Alors que le torchon brûle entre Donald Trump et Angela Merkel,  ce rapport de force pourrait bien renforcer le couple franco-allemand.
INTERVIEW

Le porte-parole de la Maison-Blanche l'a affirmé mardi : Donald Trump et Angela Merkel s'entendent très bien… Pourtant, lors des sommets de l'Otan et du G7, de vives tensions entre les deux dirigeants ont pu être constatées. Et mardi, sur Twitter - encore une fois - Donald Trump a vivement critiqué l'Allemagne, en dénonçant en grosses lettres le déficit massif des Etats-Unis vis-à-vis de l'Allemagne.

 

Rien de bien surprenant pour Berlin. En effet, avant même d'entrer à la Maison-Blanche, le milliardaire avait déclaré au journal Bild que son ennemi était l'industrie automobile allemande qui, selon lui, inonde le marché américain avec ses voitures. Le 45e président des Etats-Unis exige de l'Allemagne un traité commercial spécifique. Lors de leur première conversation téléphonique, Angela Merkel a dû lui expliquer à de nombreuses reprises que celui-ci n'était juridiquement pas possible. Mais visiblement, le message n'est toujours pas passé… Et cela commence à sérieusement échauder la chancelière.

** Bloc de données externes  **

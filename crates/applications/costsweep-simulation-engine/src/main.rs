//! Costsweep Simulation Engine CLI
//!
//! Command-line interface for comparing VM and function-service monthly cost
//! across a sweep of average job durations.
//!
//! ```bash
//! # Canonical sweep: 1 ms to 15 min, two-vCPU nano VM vs. 512 MB function
//! costsweep-sim
//!
//! # Override prices from a file, then bump the VM price on top
//! costsweep-sim --pricing pricing.json --vm-hourly-price 0.0084 --output summary.json
//! ```

use std::fs;
use std::path::PathBuf;

use anyhow::Context;
use clap::Parser;
use tracing::info;
use tracing_subscriber::{layer::SubscriberExt, util::SubscriberInitExt};

use costsweep_simulation_engine::{
    report::{ComparisonSummary, ServiceSummary},
    CostSweep, DurationRange, PricingConstants,
};

#[derive(Parser, Debug)]
#[command(name = "costsweep-sim")]
#[command(about = "Compare VM and function-service monthly cost over a job duration sweep", long_about = None)]
struct Args {
    /// Shortest average job duration (ms)
    #[arg(long, default_value_t = 1)]
    min_duration_ms: u64,

    /// Longest average job duration (ms)
    #[arg(long, default_value_t = 900_000)]
    max_duration_ms: u64,

    /// JSON file with pricing overrides (missing fields keep defaults)
    #[arg(long)]
    pricing: Option<PathBuf>,

    /// VM on-demand price ($/hr)
    #[arg(long)]
    vm_hourly_price: Option<f64>,

    /// VM vCPU count
    #[arg(long)]
    vcpus: Option<u32>,

    /// Function memory allocation (MB)
    #[arg(long)]
    memory_mb: Option<f64>,

    /// Function ephemeral storage allocation (MB)
    #[arg(long)]
    ephemeral_storage_mb: Option<f64>,

    /// Output JSON file path (optional)
    #[arg(short, long)]
    output: Option<PathBuf>,

    /// Include every priced scenario in the JSON output
    #[arg(long, requires = "output")]
    scenarios: bool,
}

impl Args {
    /// Defaults, then the pricing file, then individual flags
    fn pricing(&self) -> anyhow::Result<PricingConstants> {
        let mut pricing = match &self.pricing {
            Some(path) => PricingConstants::from_json_file(path)
                .with_context(|| format!("failed to load pricing from {}", path.display()))?,
            None => PricingConstants::default(),
        };

        if let Some(price) = self.vm_hourly_price {
            pricing.vm.hourly_price = price;
        }
        if let Some(vcpus) = self.vcpus {
            pricing.vm.vcpu_count = vcpus;
        }
        if let Some(mb) = self.memory_mb {
            pricing.function.memory_mb = mb;
        }
        if let Some(mb) = self.ephemeral_storage_mb {
            pricing.function.ephemeral_storage_mb = mb;
        }
        Ok(pricing)
    }
}

fn main() -> anyhow::Result<()> {
    // Initialize tracing
    tracing_subscriber::registry()
        .with(
            tracing_subscriber::EnvFilter::try_from_default_env()
                .unwrap_or_else(|_| "costsweep_simulation_engine=info,warn".into()),
        )
        .with(tracing_subscriber::fmt::layer())
        .init();

    let args = Args::parse();
    let pricing = args.pricing()?;
    let range = DurationRange::new(args.min_duration_ms, args.max_duration_ms)?;

    println!("╔══════════════════════════════════════════════════════════╗");
    println!("║  Costsweep: VM vs. Function Service                      ║");
    println!("╚══════════════════════════════════════════════════════════╝\n");

    println!("Configuration:");
    println!("  Durations: {} - {} ms ({} scenarios)", range.start_ms, range.end_ms, range.len());
    println!("  VM: ${}/hr, {} vCPU", pricing.vm.hourly_price, pricing.vm.vcpu_count);
    println!(
        "  Function: {} MB memory, {} MB ephemeral storage\n",
        pricing.function.memory_mb, pricing.function.ephemeral_storage_mb
    );

    let sweep = CostSweep::new(pricing);
    info!(scenarios = range.len(), "running sweep");
    let result = sweep.run_detailed(range)?;

    print_summary(&result.summary);

    if let Some(output_path) = &args.output {
        println!("\nWriting results to {}...", output_path.display());
        let json = if args.scenarios {
            serde_json::to_string_pretty(&result)?
        } else {
            serde_json::to_string_pretty(&result.summary)?
        };
        fs::write(output_path, json)
            .with_context(|| format!("failed to write {}", output_path.display()))?;
        println!("  Results saved");
    }

    println!("\n✅ Sweep complete!\n");
    Ok(())
}

fn print_summary(summary: &ComparisonSummary) {
    println!("╔══════════════════════════════════════════════════════════╗");
    println!("║  Comparison Results                                      ║");
    println!("╚══════════════════════════════════════════════════════════╝\n");

    println!(
        "{:<10} {:>12} {:>12} {:>12} {:>12} {:>12}",
        "Service", "Min ($)", "At (ms)", "Max ($)", "At (ms)", "Tied min"
    );
    println!("{}", "-".repeat(75));
    print_service_row(&summary.vm);
    print_service_row(&summary.function);
    println!("{}", "-".repeat(75));

    println!(
        "\nCost delta (function min - VM min): ${:.2}",
        summary.cost_delta
    );
    match summary.percentage_savings {
        Some(pct) => println!(
            "{} is cheaper at its best: {:.1}% less than {}",
            summary.cheaper_service,
            pct,
            summary.cheaper_service.other()
        ),
        None => println!("Both services are free at their best; savings undefined"),
    }

    match summary.crossovers.first() {
        Some(c) => println!(
            "First crossover at {} ms ({} crossovers total)",
            c.average_job_duration_ms,
            summary.crossovers.len()
        ),
        None => println!(
            "No crossover: {} is never more expensive",
            summary.cheaper_service
        ),
    }
}

fn print_service_row(row: &ServiceSummary) {
    println!(
        "{:<10} {:>12.2} {:>12} {:>12.2} {:>12} {:>12}",
        row.service.to_string(),
        row.extrema.min_cost(),
        row.extrema.cheapest.average_job_duration_ms,
        row.extrema.max_cost(),
        row.extrema.most_expensive.average_job_duration_ms,
        row.tied_minimum_count,
    );
}
//! Visualize VM vs. function monthly cost across the duration sweep
//!
//! Generates interactive HTML chart showing:
//! - Function cost falling as jobs get longer (fewer billable requests)
//! - The flat VM cost line
//! - Implied monthly job volume on a secondary axis
//!
//! Usage:
//!   cargo run --example visualize_cost_sweep
//!   Open visualizations/cost_sweep.html in browser

use plotly::{
    color::NamedColor,
    common::{AxisSide, DashType, Line, Mode},
    layout::{Axis, AxisType, HoverMode, Layout},
    Plot, Scatter,
};
use costsweep_simulation_engine::{CostSweep, DurationRange, PricingConstants, Scenario, Service};

// Every Nth scenario keeps the HTML small without losing the curve shape
const SAMPLE_EVERY: usize = 250;

fn main() -> anyhow::Result<()> {
    println!("🎨 Generating cost sweep visualization...");

    let sweep = CostSweep::new(PricingConstants::default());
    let (report, summary) = sweep.run(DurationRange::CANONICAL)?;

    let vm = report.scenarios(Service::Vm);
    let function = report.scenarios(Service::Function);
    println!("   Priced {} scenarios per service", function.len());

    let sampled = |scenarios: &[Scenario]| -> (Vec<u64>, Vec<f64>) {
        scenarios
            .iter()
            .step_by(SAMPLE_EVERY)
            .map(|s| (s.average_job_duration_ms, s.cost.unwrap_or_default()))
            .unzip()
    };
    let (durations, function_costs) = sampled(function);
    let (_, vm_costs) = sampled(vm);
    let jobs: Vec<u64> = function
        .iter()
        .step_by(SAMPLE_EVERY)
        .map(|s| s.jobs_per_month)
        .collect();

    let function_trace = Scatter::new(durations.clone(), function_costs)
        .name("Function ($/month)")
        .mode(Mode::Lines)
        .line(Line::new().color(NamedColor::OrangeRed).width(2.0));

    let vm_trace = Scatter::new(durations.clone(), vm_costs)
        .name("VM ($/month)")
        .mode(Mode::Lines)
        .line(
            Line::new()
                .color(NamedColor::Blue)
                .width(1.5)
                .dash(DashType::Dash),
        );

    let jobs_trace = Scatter::new(durations, jobs)
        .name("Jobs per month")
        .mode(Mode::Lines)
        .y_axis("y2")
        .line(Line::new().color(NamedColor::Gray).width(1.0));

    let mut plot = Plot::new();
    plot.add_trace(function_trace);
    plot.add_trace(vm_trace);
    plot.add_trace(jobs_trace);

    let layout = Layout::new()
        .title("Monthly cost: VM vs. function service")
        .x_axis(
            Axis::new()
                .title("Average job duration (ms)")
                .type_(AxisType::Log)
                .grid_color(NamedColor::LightGray),
        )
        .y_axis(
            Axis::new()
                .title("Monthly cost ($)")
                .type_(AxisType::Log)
                .grid_color(NamedColor::LightGray),
        )
        .y_axis2(
            Axis::new()
                .title("Jobs per month")
                .overlaying("y")
                .side(AxisSide::Right)
                .type_(AxisType::Log),
        )
        .hover_mode(HoverMode::X);

    plot.set_layout(layout);

    std::fs::create_dir_all("visualizations")?;
    let output_path = "visualizations/cost_sweep.html";
    plot.write_html(output_path);

    println!("✅ Visualization saved to {}", output_path);
    println!("\n📊 Key Observations:");
    println!(
        "   - Function: ${:.2} - ${:.2}/month",
        summary.function.extrema.min_cost(),
        summary.function.extrema.max_cost()
    );
    println!("   - VM: ${:.2}/month at every duration", summary.vm.extrema.min_cost());
    println!("   - Best-case gap: ${:.2}", summary.cost_delta);
    println!(
        "   - One-cent rounding spikes in function cost: {}",
        report.rounding_spikes(Service::Function).len()
    );
    println!("\n🌐 Open in browser:");
    println!("   firefox {} &", output_path);

    Ok(())
}
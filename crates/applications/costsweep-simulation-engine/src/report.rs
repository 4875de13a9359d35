//! Comparison of priced VM and function scenarios
//!
//! Extrema use first-encountered tie-breaking, so with a flat VM cost the
//! cheapest and most expensive VM scenarios are both the shortest duration.

use serde::{Deserialize, Serialize};
use tracing::warn;

use crate::error::{CostError, Result};
use crate::types::{Scenario, Service};

/// Tolerance for comparing rounded cent values
const CENT_EPSILON: f64 = 1e-9;

/// Cheapest and most expensive scenario for one service
#[derive(Debug, Clone, PartialEq, Serialize, Deserialize)]
pub struct CostExtrema {
    pub cheapest: Scenario,
    pub most_expensive: Scenario,
}

impl CostExtrema {
    pub fn min_cost(&self) -> f64 {
        self.cheapest.cost.unwrap_or_default()
    }

    pub fn max_cost(&self) -> f64 {
        self.most_expensive.cost.unwrap_or_default()
    }
}

/// Per-service part of the summary
#[derive(Debug, Clone, PartialEq, Serialize, Deserialize)]
pub struct ServiceSummary {
    pub service: Service,
    pub extrema: CostExtrema,
    pub tied_minimum_count: usize,
}

/// Duration at which the cheaper service changes
#[derive(Debug, Clone, Copy, PartialEq, Serialize, Deserialize)]
pub struct Crossover {
    pub average_job_duration_ms: u64,
    pub cheaper_before: Option<Service>, // None when both cost the same
    pub cheaper_after: Option<Service>,
}

/// Summary of a full comparison, suitable for console or JSON output
#[derive(Debug, Clone, PartialEq, Serialize, Deserialize)]
pub struct ComparisonSummary {
    pub vm: ServiceSummary,
    pub function: ServiceSummary,
    /// Cheapest function cost minus cheapest VM cost
    pub cost_delta: f64,
    /// Service with the lower best-case monthly cost
    pub cheaper_service: Service,
    /// Saving of the cheaper service's best case over the other's, in percent
    pub percentage_savings: Option<f64>,
    pub crossovers: Vec<Crossover>,
}

/// VM and function scenarios priced over the same sweep
#[derive(Debug, Clone)]
pub struct ComparisonReport {
    vm: Vec<Scenario>,
    function: Vec<Scenario>,
}

impl ComparisonReport {
    /// Build a report from both priced sequences
    ///
    /// Every scenario must be priced, and the two sequences must cover the
    /// same durations in the same order.
    pub fn new(vm: Vec<Scenario>, function: Vec<Scenario>) -> Result<Self> {
        check_priced(&vm, Service::Vm)?;
        check_priced(&function, Service::Function)?;

        if vm.len() != function.len() {
            return Err(CostError::invalid_input(format!(
                "sweeps differ in length: {} VM vs {} function scenarios",
                vm.len(),
                function.len()
            )));
        }
        if let Some((a, b)) = vm
            .iter()
            .zip(&function)
            .find(|(a, b)| a.average_job_duration_ms != b.average_job_duration_ms)
        {
            return Err(CostError::invalid_input(format!(
                "sweeps are misaligned: {} ms (VM) vs {} ms (function)",
                a.average_job_duration_ms, b.average_job_duration_ms
            )));
        }

        Ok(ComparisonReport { vm, function })
    }

    pub fn scenarios(&self, service: Service) -> &[Scenario] {
        match service {
            Service::Vm => &self.vm,
            Service::Function => &self.function,
        }
    }

    /// Cheapest and most expensive scenario; ties go to the earliest
    pub fn extrema_for(&self, service: Service) -> Result<CostExtrema> {
        let scenarios = self.scenarios(service);
        let first = scenarios.first().ok_or_else(|| {
            CostError::invalid_input(format!("no {} scenarios to compare", service))
        })?;

        let mut cheapest = first;
        let mut most_expensive = first;
        for scenario in &scenarios[1..] {
            let cost = cost_of(scenario);
            if cost < cost_of(cheapest) {
                cheapest = scenario;
            }
            if cost > cost_of(most_expensive) {
                most_expensive = scenario;
            }
        }

        Ok(CostExtrema {
            cheapest: cheapest.clone(),
            most_expensive: most_expensive.clone(),
        })
    }

    /// Number of scenarios sharing the minimum cost
    pub fn count_tied_minimum(&self, service: Service) -> Result<usize> {
        let min = self.extrema_for(service)?.min_cost();
        Ok(self
            .scenarios(service)
            .iter()
            .filter(|s| cost_of(s) == min)
            .count())
    }

    /// Minimum cost of `a` minus minimum cost of `b`
    pub fn cost_delta(&self, a: Service, b: Service) -> Result<f64> {
        Ok(self.extrema_for(a)?.min_cost() - self.extrema_for(b)?.min_cost())
    }

    /// Durations at which the cheaper service changes, in sweep order
    pub fn crossovers(&self) -> Vec<Crossover> {
        let cheaper: Vec<Option<Service>> = self
            .vm
            .iter()
            .zip(&self.function)
            .map(|(vm, function)| cheaper_of(cost_of(vm), cost_of(function)))
            .collect();

        cheaper
            .windows(2)
            .zip(&self.vm[1..])
            .filter(|(pair, _)| pair[0] != pair[1])
            .map(|(pair, scenario)| Crossover {
                average_job_duration_ms: scenario.average_job_duration_ms,
                cheaper_before: pair[0],
                cheaper_after: pair[1],
            })
            .collect()
    }

    /// First crossover, if the cheaper service ever changes
    pub fn crossover(&self) -> Option<Crossover> {
        self.crossovers().into_iter().next()
    }

    /// Isolated one-cent blips whose neighbours agree with each other
    ///
    /// These come from rounding the derived job volume and are expected noise.
    pub fn rounding_spikes(&self, service: Service) -> Vec<Scenario> {
        self.scenarios(service)
            .windows(3)
            .filter(|w| {
                let (prev, cur, next) = (cost_of(&w[0]), cost_of(&w[1]), cost_of(&w[2]));
                (prev - next).abs() < CENT_EPSILON
                    && (cur - prev).abs() > CENT_EPSILON
                    && (cur - prev).abs() <= 0.01 + CENT_EPSILON
            })
            .map(|w| w[1].clone())
            .collect()
    }

    /// Assemble the full summary
    pub fn summary(&self) -> Result<ComparisonSummary> {
        let vm = self.service_summary(Service::Vm)?;
        let function = self.service_summary(Service::Function)?;

        let cost_delta = self.cost_delta(Service::Function, Service::Vm)?;
        let (cheaper_service, cheap, expensive) = if function.extrema.min_cost() < vm.extrema.min_cost() {
            (Service::Function, function.extrema.min_cost(), vm.extrema.min_cost())
        } else {
            (Service::Vm, vm.extrema.min_cost(), function.extrema.min_cost())
        };
        let percentage_savings = match percentage_savings(expensive, cheap) {
            Ok(pct) => Some(pct),
            Err(e) => {
                warn!("savings not reported: {}", e);
                None
            }
        };

        Ok(ComparisonSummary {
            vm,
            function,
            cost_delta,
            cheaper_service,
            percentage_savings,
            crossovers: self.crossovers(),
        })
    }

    fn service_summary(&self, service: Service) -> Result<ServiceSummary> {
        Ok(ServiceSummary {
            service,
            extrema: self.extrema_for(service)?,
            tied_minimum_count: self.count_tied_minimum(service)?,
        })
    }
}

/// Saving of `cheap` relative to `expensive`, in percent
pub fn percentage_savings(expensive: f64, cheap: f64) -> Result<f64> {
    if expensive == 0.0 {
        return Err(CostError::undefined(
            "percentage savings relative to a zero cost",
        ));
    }
    Ok((expensive - cheap) / expensive * 100.0)
}

fn check_priced(scenarios: &[Scenario], service: Service) -> Result<()> {
    if scenarios.is_empty() {
        return Err(CostError::invalid_input(format!(
            "no {} scenarios to compare",
            service
        )));
    }
    match scenarios
        .iter()
        .find(|s| s.cost.is_none() || s.service != Some(service))
    {
        Some(s) => Err(CostError::invalid_input(format!(
            "{} ms scenario is not priced for {}",
            s.average_job_duration_ms, service
        ))),
        None => Ok(()),
    }
}

// Checked by `check_priced` on construction
fn cost_of(scenario: &Scenario) -> f64 {
    scenario.cost.unwrap_or_default()
}

fn cheaper_of(vm: f64, function: f64) -> Option<Service> {
    if function < vm {
        Some(Service::Function)
    } else if vm < function {
        Some(Service::Vm)
    } else {
        None
    }
}
//! Fixed-period playback clock.

use std::time::Duration;
use tokio::time::{Instant, Interval, MissedTickBehavior};

/// Default tick period, also used as the per-tick increment
pub const DEFAULT_TICK_INTERVAL: Duration = Duration::from_millis(100);

/// Advances the playback position on a fixed schedule when no audio output
/// reports an authoritative position.
#[derive(Debug, Clone, Copy, PartialEq, Eq)]
pub struct PlaybackClock {
    interval: Duration,
}

impl Default for PlaybackClock {
    fn default() -> Self {
        Self::new(DEFAULT_TICK_INTERVAL)
    }
}

impl PlaybackClock {
    /// Clock that moves the position by one tick period per tick.
    ///
    /// A zero period is bumped to one millisecond so the timer never spins.
    #[must_use]
    pub fn new(interval: Duration) -> Self {
        Self {
            interval: interval.max(Duration::from_millis(1)),
        }
    }

    #[must_use]
    pub const fn interval(&self) -> Duration {
        self.interval
    }

    /// Position after one tick.
    ///
    /// Passing the end of the track loops back to the start instead of
    /// pausing.
    #[must_use]
    pub fn advance(&self, position: Duration, duration: Duration) -> Duration {
        let next = position.saturating_add(self.interval);
        if next > duration {
            Duration::ZERO
        } else {
            next
        }
    }

    /// Timer that fires once per period, first one period from now.
    ///
    /// Must be called from within a tokio runtime.
    #[must_use]
    pub fn ticker(&self) -> Interval {
        let mut ticker = tokio::time::interval_at(Instant::now() + self.interval, self.interval);
        ticker.set_missed_tick_behavior(MissedTickBehavior::Delay);
        ticker
    }
}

D'autant que leurs relations n'ont pas commencé sous les meilleurs auspices. La première visite d'Angela Merkel à Washington avait été marquée par l'absence de la traditionnelle poignée de mains entre les deux dirigeants. S'en étaient suivies des critiques acerbes de Trump sur le budget que l'Allemagne consacrait à la défense, trop faible selon lui.

 

Pour Europe1.fr, Jean-Pierre Maulny, directeur adjoint de l'Institut de relations internationales et stratégiques (IRIS), et spécialiste de l'Allemagne, analyse ce revirement dans les relations diplomatiques entre les deux pays.

Qu'est-ce que cette prise de distance de l'Allemagne vis-à-vis des Etats-Unis a d'inédit ?

Elle va à rebours de 70 ans de diplomatie américano-allemande. Les relations ont toujours été cordiales entre les deux pays, notamment sur la question de la sécurité. Au sein de l'Otan, les Allemands se sont toujours considérés comme de bons élèves. Et quand Donald Trump critique la part de leur budget de défense, ils se sentent trahis. La blessure allemande est très forte aujourd'hui. Nous, les Français, avons davantage l'habitude des bras de fer avec les Etats-Unis (en 2003 sur le refus français d'intervenir en Irak, par exemple). Pour les Allemands, c'est tout nouveau. C'est un instant de l'histoire intéressant, mais il peut être très fugace. Tout dépendra de la durée de vie du président américain à la Maison-Blanche.

Quel impact peut avoir cette dégradation des relations américano-allemandes sur l'Europe ?

C'est une opportunité immense, c'est même une fenêtre de tir fantastique pour relancer la construction européenne, alors que le Brexit menaçait de la disloquer. Ces relations tendues avec Washington alertent les Européens sur la nécessité de serrer les rangs. Lors du sommet de l'Otan, les pays d'Europe du Nord et d'Europe centrale se sont inquiétés de ne pas entendre Donald Trump évoquer la garantie de sécurité que les Etats-Unis leur offrent depuis décennies. Eux qui, pour leur défense, ne juraient que par les Etats-Unis, commencent à revoir leur copie.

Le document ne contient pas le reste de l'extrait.